▶ [TASK DESCRIPTION]:
Give every line of the records exactly, please, from the first up to and including the one containing "buffer (MMAP). When".

▶ [INPUT RECORDS]:
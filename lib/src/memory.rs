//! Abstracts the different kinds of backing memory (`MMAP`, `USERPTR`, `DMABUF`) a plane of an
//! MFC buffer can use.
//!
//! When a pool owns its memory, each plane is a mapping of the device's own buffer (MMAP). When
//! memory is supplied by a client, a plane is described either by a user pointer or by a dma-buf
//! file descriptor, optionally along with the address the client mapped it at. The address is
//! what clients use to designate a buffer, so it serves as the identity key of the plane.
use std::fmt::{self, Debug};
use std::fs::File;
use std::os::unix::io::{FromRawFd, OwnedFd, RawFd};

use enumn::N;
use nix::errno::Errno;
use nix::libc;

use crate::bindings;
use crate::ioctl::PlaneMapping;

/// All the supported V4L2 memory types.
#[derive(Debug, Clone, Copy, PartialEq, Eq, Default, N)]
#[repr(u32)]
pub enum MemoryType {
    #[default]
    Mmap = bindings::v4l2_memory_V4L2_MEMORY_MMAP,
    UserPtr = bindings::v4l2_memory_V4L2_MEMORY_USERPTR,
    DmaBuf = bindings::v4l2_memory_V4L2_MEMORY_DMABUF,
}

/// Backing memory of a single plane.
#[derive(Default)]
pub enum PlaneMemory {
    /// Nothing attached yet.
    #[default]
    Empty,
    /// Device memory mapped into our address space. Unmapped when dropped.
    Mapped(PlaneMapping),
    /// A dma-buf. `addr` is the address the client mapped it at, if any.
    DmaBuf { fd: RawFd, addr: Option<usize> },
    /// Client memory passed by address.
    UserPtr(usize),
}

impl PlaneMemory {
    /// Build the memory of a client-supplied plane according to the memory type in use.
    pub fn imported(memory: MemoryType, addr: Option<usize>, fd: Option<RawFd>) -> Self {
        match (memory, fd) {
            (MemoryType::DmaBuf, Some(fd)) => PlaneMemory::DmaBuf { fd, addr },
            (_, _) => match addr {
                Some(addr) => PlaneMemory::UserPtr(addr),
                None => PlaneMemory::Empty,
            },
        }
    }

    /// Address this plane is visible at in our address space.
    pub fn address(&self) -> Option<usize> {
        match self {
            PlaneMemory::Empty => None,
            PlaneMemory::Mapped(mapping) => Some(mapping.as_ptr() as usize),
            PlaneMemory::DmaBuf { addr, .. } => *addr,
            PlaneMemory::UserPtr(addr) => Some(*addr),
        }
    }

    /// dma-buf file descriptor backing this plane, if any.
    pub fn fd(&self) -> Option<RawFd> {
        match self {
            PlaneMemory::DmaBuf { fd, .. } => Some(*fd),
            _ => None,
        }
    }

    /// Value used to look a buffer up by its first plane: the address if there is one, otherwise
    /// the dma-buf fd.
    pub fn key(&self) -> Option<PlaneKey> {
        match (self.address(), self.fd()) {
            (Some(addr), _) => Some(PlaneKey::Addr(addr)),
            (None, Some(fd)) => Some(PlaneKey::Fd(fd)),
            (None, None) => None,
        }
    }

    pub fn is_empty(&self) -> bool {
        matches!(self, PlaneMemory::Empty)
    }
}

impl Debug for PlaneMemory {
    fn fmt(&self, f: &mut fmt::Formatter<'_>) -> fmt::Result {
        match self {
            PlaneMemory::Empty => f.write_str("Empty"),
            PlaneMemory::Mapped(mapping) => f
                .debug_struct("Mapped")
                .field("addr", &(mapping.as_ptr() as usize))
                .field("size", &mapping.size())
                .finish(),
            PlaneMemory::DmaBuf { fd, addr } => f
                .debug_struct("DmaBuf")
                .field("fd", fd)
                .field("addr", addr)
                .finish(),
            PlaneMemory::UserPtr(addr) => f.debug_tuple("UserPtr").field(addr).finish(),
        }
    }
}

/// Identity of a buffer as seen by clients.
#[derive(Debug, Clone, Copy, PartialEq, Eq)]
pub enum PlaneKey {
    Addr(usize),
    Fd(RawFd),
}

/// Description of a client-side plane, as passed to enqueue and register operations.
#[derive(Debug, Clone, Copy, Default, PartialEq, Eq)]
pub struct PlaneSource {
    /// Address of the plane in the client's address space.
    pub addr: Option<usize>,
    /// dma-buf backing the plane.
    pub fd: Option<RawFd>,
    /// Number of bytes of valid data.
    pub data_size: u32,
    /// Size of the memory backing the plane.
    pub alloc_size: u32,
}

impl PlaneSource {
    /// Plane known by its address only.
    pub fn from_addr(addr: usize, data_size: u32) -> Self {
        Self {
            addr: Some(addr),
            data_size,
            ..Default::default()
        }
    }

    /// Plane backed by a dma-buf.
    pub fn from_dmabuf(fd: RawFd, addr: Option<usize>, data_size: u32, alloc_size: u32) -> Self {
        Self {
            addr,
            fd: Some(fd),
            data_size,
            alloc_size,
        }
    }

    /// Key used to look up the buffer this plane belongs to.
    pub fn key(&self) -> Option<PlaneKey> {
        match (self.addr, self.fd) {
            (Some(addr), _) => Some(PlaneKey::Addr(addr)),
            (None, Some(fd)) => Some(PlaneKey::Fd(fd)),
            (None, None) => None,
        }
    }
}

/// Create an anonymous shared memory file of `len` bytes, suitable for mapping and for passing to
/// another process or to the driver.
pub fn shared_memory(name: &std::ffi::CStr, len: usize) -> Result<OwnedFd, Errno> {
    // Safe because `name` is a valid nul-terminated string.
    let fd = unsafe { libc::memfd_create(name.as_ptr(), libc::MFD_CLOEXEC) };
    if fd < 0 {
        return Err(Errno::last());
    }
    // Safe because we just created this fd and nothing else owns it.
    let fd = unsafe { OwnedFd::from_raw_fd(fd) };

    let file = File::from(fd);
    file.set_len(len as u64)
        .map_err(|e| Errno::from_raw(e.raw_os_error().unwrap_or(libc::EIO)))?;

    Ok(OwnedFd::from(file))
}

▶ [PROBLEM SOLUTION]:
filename lib/src/memory.rs
//! Abstracts the different kinds of backing memory (`MMAP`, `USERPTR`, `DMABUF`) a plane of an
//! MFC buffer can use.
//!
//! When a pool owns its memory, each plane is a mapping of the device's own buffer (MMAP). When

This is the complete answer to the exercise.